En Guyane, une enquête de 2015 révèle que la violence au sein des ménages est deux fois supérieure à l'Hexagone. À La Réunion (étude de 2015), les violences sexuelles hors du ménage concernent 7% de la population (4,4% en Hexagone) ; au sein du ménage, 3,9% des personnes sont exposées à la violence d'un proche (2,4% dans l'Hexagone). Enfin, dans huit territoires sur onze, le taux de coups et blessures volontaires dans la sphère familiale est significativement plus élevé que le niveau métropolitain, en particulier à Saint-Martin, en Polynésie française, Nouvelle-Calédonie et Guyane.
Un contexte socio-économique difficile
Le Cese note parmi les facteurs aggravants des violences faites aux femmes dans les Outre-mer, "des histoires plurielles marquées par la violence (colonisation, esclavage, bagne)" et une insularité et la faible superficie de certains territoires qui "peuvent entraver la libération de la parole des victimes et rendre inopérant l’éloignement de la personne violente ou le choix d'un lieu anonyme pour un accueil".
Il souligne aussi "un contexte socio-économique difficile", avec des taux de chômage plus élevés que dans l'Hexagone, "une vie commune de plusieurs générations dans un même logement [...] qui peut favoriser une promiscuité générant des violences intrafamiliales", et une proportion de personnes sans diplôme plus élevée.
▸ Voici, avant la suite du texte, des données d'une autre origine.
//! Flat-JSON configuration surface.
//!
//! The local admin HTTP server is an external collaborator; these two
//! functions are the API it calls. `config_json` flattens the live settings
//! (plus the radio-owned SSID and the dirty flag) into one object;
//! `apply_config_json` validates an incoming object field by field and
//! applies or persists it. WiFi credentials live in the radio subsystem and
//! never pass through here beyond the read-only SSID.

use serde_json::{json, Map, Value};
use url::Url;

use astromon_core::prelude::*;

use crate::settings::types::{limits, Settings, MAX_INSTANCES};
use crate::settings::SettingsStore;

/// How an accepted config body takes effect.
#[derive(Debug, Clone, Copy, PartialEq, Eq)]
pub enum ApplyMode {
    /// `save`: replace live copy and persist.
    Persist,
    /// `apply`: replace live copy only.
    LiveOnly,
}

/// Flatten the live settings into the admin JSON object.
pub fn config_json(store: &SettingsStore, ssid: &str) -> Value {
    let cfg = store.snapshot();
    let mut out = Map::new();

    out.insert("ssid".into(), json!(ssid));
    for i in 0..MAX_INSTANCES {
        out.insert(format!("api_url_{}", i + 1), json!(cfg.instances.api_urls[i]));
        out.insert(
            format!("instance_enabled_{}", i + 1),
            json!(cfg.instances.enabled[i]),
        );
        out.insert(
            format!("filter_colors_{}", i + 1),
            json!(cfg.colors.filter_colors[i]),
        );
        out.insert(
            format!("rms_thresholds_{}", i + 1),
            json!(cfg.colors.rms_thresholds[i]),
        );
        out.insert(
            format!("hfr_thresholds_{}", i + 1),
            json!(cfg.colors.hfr_thresholds[i]),
        );
    }

    out.insert("ntp_server".into(), json!(cfg.network.ntp_server));
    out.insert("timezone".into(), json!(cfg.network.timezone));

    out.insert("brightness".into(), json!(cfg.display.brightness));
    out.insert("theme".into(), json!(cfg.display.theme));
    out.insert("color_brightness".into(), json!(cfg.colors.color_brightness));

    out.insert("mqtt_enabled".into(), json!(cfg.mqtt.enabled));
    out.insert("mqtt_broker".into(), json!(cfg.mqtt.broker_url));
    out.insert("mqtt_port".into(), json!(cfg.mqtt.port));
    out.insert("mqtt_username".into(), json!(cfg.mqtt.username));
    out.insert("mqtt_password".into(), json!(cfg.mqtt.password));
    out.insert("mqtt_topic_prefix".into(), json!(cfg.mqtt.topic_prefix));

    out.insert("active_page".into(), json!(cfg.ui.active_page_override));
    out.insert("auto_rotate_enabled".into(), json!(cfg.ui.auto_rotate.enabled));
    out.insert(
        "auto_rotate_interval_s".into(),
        json!(cfg.ui.auto_rotate.interval_s),
    );
    out.insert("auto_rotate_effect".into(), json!(cfg.ui.auto_rotate.effect));
    out.insert(
        "auto_rotate_skip_disconnected".into(),
        json!(cfg.ui.auto_rotate.skip_disconnected),
    );
    out.insert("auto_rotate_pages".into(), json!(cfg.ui.auto_rotate.pages));
    out.insert("update_rate_s".into(), json!(cfg.ui.update_rate_s));
    out.insert("graph_update_s".into(), json!(cfg.ui.graph_update_s));
    out.insert(
        "connection_timeout_s".into(),
        json!(cfg.ui.connection_timeout_s),
    );
    out.insert("toast_duration_s".into(), json!(cfg.ui.toast_duration_s));
    out.insert("debug".into(), json!(cfg.ui.debug));
    out.insert(
        "screen_sleep_enabled".into(),
        json!(cfg.ui.screen_sleep_enabled),
    );
    out.insert(
        "screen_sleep_timeout_s".into(),
        json!(cfg.ui.screen_sleep_timeout_s),
    );
    out.insert("alert_flash".into(), json!(cfg.ui.alert_flash));

    out.insert("_dirty".into(), json!(store.is_dirty()));

    Value::Object(out)
}

/// Validate and apply an incoming config object.
///
/// Only present keys change their fields; everything else keeps its current
/// value. Length and URL-shape violations reject the whole body before
/// anything is applied.
pub fn apply_config_json(store: &SettingsStore, body: &Value, mode: ApplyMode) -> Result<()> {
    let object = body
        .as_object()
        .ok_or_else(|| Error::config("config body must be a JSON object"))?;

    let mut cfg = store.snapshot();
    update_settings(&mut cfg, object)?;

    match mode {
        ApplyMode::Persist => store.save(cfg),
        ApplyMode::LiveOnly => {
            store.apply(cfg);
            Ok(())
        }
    }
}

fn update_settings(cfg: &mut Settings, object: &Map<String, Value>) -> Result<()> {
    let str_field = |key: &str, max: usize| -> Result<Option<String>> {
        match object.get(key) {
            None => Ok(None),
            Some(value) => {
                let s = value
                    .as_str()
                    .ok_or_else(|| Error::validation(key, "expected a string"))?;
                if s.len() > max {
                    return Err(Error::validation(key, format!("longer than {max} bytes")));
                }
                Ok(Some(s.to_string()))
            }
        }
    };
    let bool_field = |key: &str| -> Result<Option<bool>> {
        match object.get(key) {
            None => Ok(None),
            Some(value) => value
                .as_bool()
                .map(Some)
                .ok_or_else(|| Error::validation(key, "expected a boolean")),
        }
    };
    let num_field = |key: &str| -> Result<Option<i64>> {
        match object.get(key) {
            None => Ok(None),
            Some(value) => value
                .as_i64()
                .map(Some)
                .ok_or_else(|| Error::validation(key, "expected a number")),
        }
    };

    for i in 0..MAX_INSTANCES {
        let key = format!("api_url_{}", i + 1);
        if let Some(url) = str_field(&key, limits::URL_MAX)? {
            validate_api_url(&key, &url)?;
            cfg.instances.api_urls[i] = url;
        }
        if let Some(flag) = bool_field(&format!("instance_enabled_{}", i + 1))? {
            cfg.instances.enabled[i] = flag;
        }
        if let Some(blob) = str_field(&format!("filter_colors_{}", i + 1), limits::FILTER_COLORS_MAX)? {
            cfg.colors.filter_colors[i] = blob;
        }
        if let Some(blob) = str_field(&format!("rms_thresholds_{}", i + 1), limits::THRESHOLDS_MAX)? {
            cfg.colors.rms_thresholds[i] = blob;
        }
        if let Some(blob) = str_field(&format!("hfr_thresholds_{}", i + 1), limits::THRESHOLDS_MAX)? {
            cfg.colors.hfr_thresholds[i] = blob;
        }
    }

    if let Some(s) = str_field("ntp_server", limits::IDENTITY_MAX)? {
        cfg.network.ntp_server = s;
    }
    if let Some(s) = str_field("timezone", limits::IDENTITY_MAX)? {
        cfg.network.timezone = s;
    }

    if let Some(n) = num_field("brightness")? {
        cfg.display.brightness = n.clamp(0, 100) as u8;
    }
    if let Some(n) = num_field("theme")? {
        cfg.display.theme = n.clamp(0, 20) as u8;
    }
    if let Some(n) = num_field("color_brightness")? {
        cfg.colors.color_brightness = n.clamp(0, 100) as u8;
    }

    if let Some(flag) = bool_field("mqtt_enabled")? {
        cfg.mqtt.enabled = flag;
    }
    if let Some(s) = str_field("mqtt_broker", limits::URL_MAX)? {
        cfg.mqtt.broker_url = s;
    }
    if let Some(n) = num_field("mqtt_port")? {
        if !(1..=65535).contains(&n) {
            return Err(Error::validation("mqtt_port", "out of range"));
        }
        cfg.mqtt.port = n as u16;
    }
    if let Some(s) = str_field("mqtt_username", limits::IDENTITY_MAX)? {
        cfg.mqtt.username = s;
    }
    if let Some(s) = str_field("mqtt_password", limits::IDENTITY_MAX)? {
        cfg.mqtt.password = s;
    }
    if let Some(s) = str_field("mqtt_topic_prefix", limits::TOPIC_PREFIX_MAX)? {
        cfg.mqtt.topic_prefix = s;
    }

    if let Some(n) = num_field("active_page")? {
        cfg.ui.active_page_override = n.clamp(-1, 7) as i8;
    }
    if let Some(flag) = bool_field("auto_rotate_enabled")? {
        cfg.ui.auto_rotate.enabled = flag;
    }
    if let Some(n) = num_field("auto_rotate_interval_s")? {
        cfg.ui.auto_rotate.interval_s = n.clamp(0, u16::MAX as i64) as u16;
    }
    if let Some(n) = num_field("auto_rotate_effect")? {
        cfg.ui.auto_rotate.effect = n.clamp(0, u8::MAX as i64) as u8;
    }
    if let Some(flag) = bool_field("auto_rotate_skip_disconnected")? {
        cfg.ui.auto_rotate.skip_disconnected = flag;
    }
    if let Some(n) = num_field("auto_rotate_pages")? {
        cfg.ui.auto_rotate.pages = n.clamp(0, u8::MAX as i64) as u8;
    }
    if let Some(n) = num_field("update_rate_s")? {
        cfg.ui.update_rate_s = n.clamp(0, u16::MAX as i64) as u16;
    }
    if let Some(n) = num_field("graph_update_s")? {
        cfg.ui.graph_update_s = n.clamp(0, u16::MAX as i64) as u16;
    }
    if let Some(n) = num_field("connection_timeout_s")? {
        cfg.ui.connection_timeout_s = n.clamp(0, u16::MAX as i64) as u16;
    }
    if let Some(n) = num_field("toast_duration_s")? {
        cfg.ui.toast_duration_s = n.clamp(0, u16::MAX as i64) as u16;
    }
    if let Some(flag) = bool_field("debug")? {
        cfg.ui.debug = flag;
    }
    if let Some(flag) = bool_field("screen_sleep_enabled")? {
        cfg.ui.screen_sleep_enabled = flag;
    }
    if let Some(n) = num_field("screen_sleep_timeout_s")? {
        cfg.ui.screen_sleep_timeout_s = n.clamp(0, u16::MAX as i64) as u16;
    }
    if let Some(flag) = bool_field("alert_flash")? {
        cfg.ui.alert_flash = flag;
    }

    Ok(())
}

/// Non-empty instance URLs must be well-formed http(s) URLs with a host.
fn validate_api_url(key: &str, url: &str) -> Result<()> {
    if url.is_empty() {
        return Ok(());
    }
    let parsed =
        Url::parse(url).map_err(|e| Error::validation(key, format!("not a valid URL: {e}")))?;
    if !matches!(parsed.scheme(), "http" | "https") {
        return Err(Error::validation(key, "scheme must be http or https"));
    }
    if parsed.host_str().is_none() {
        return Err(Error::validation(key, "missing host"));
    }
    Ok(())
}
Déployer les dispositifs qui existent déjà en métropole
Parmi ses 40 recommandations, le Cese insiste sur la nécessité de déployer dans les Outre-mer le téléphone Grave Danger (téléphone portable pour alerter les secours). Il devrait être généralisé depuis août 2014 mais il "ne fait pas encore l'objet d’un déploiement dans tous les Outre-mer du fait de la diversité des opérateurs téléphoniques sur ces territoires et des problèmes de réseau".
Il recommande de mieux doter les Outre-mer en lieux d’écoute et d’orientation pour les femmes victimes, de mettre en place dans tous les territoires des "numéros verts dont les écoutants doivent être des professionnels" et "le dispositif des intervenants sociaux en commissariat et gendarmerie".
Il recommande aussi que les campagnes de sensibilisation contre les violences faites aux femmes soient renforcées, et que "les supports innovants de diffusion, tel un projet de feuilleton [de type telenovela] initié à Mayotte" soient encouragés.
Le Cese préconise d’accroître "significativement" dans les Outre-mer l'offre de places dans les centres d’hébergement et dans les établissements d’accueil mère-enfants, pas assez nombreuses, et conseille aussi la création de bons de taxis ou de transport afin d'aider les victimes dans leurs différentes démarches (porter plainte, atteindre les unités-médico judiciaires ou des lieux de mise en sécurité, etc.).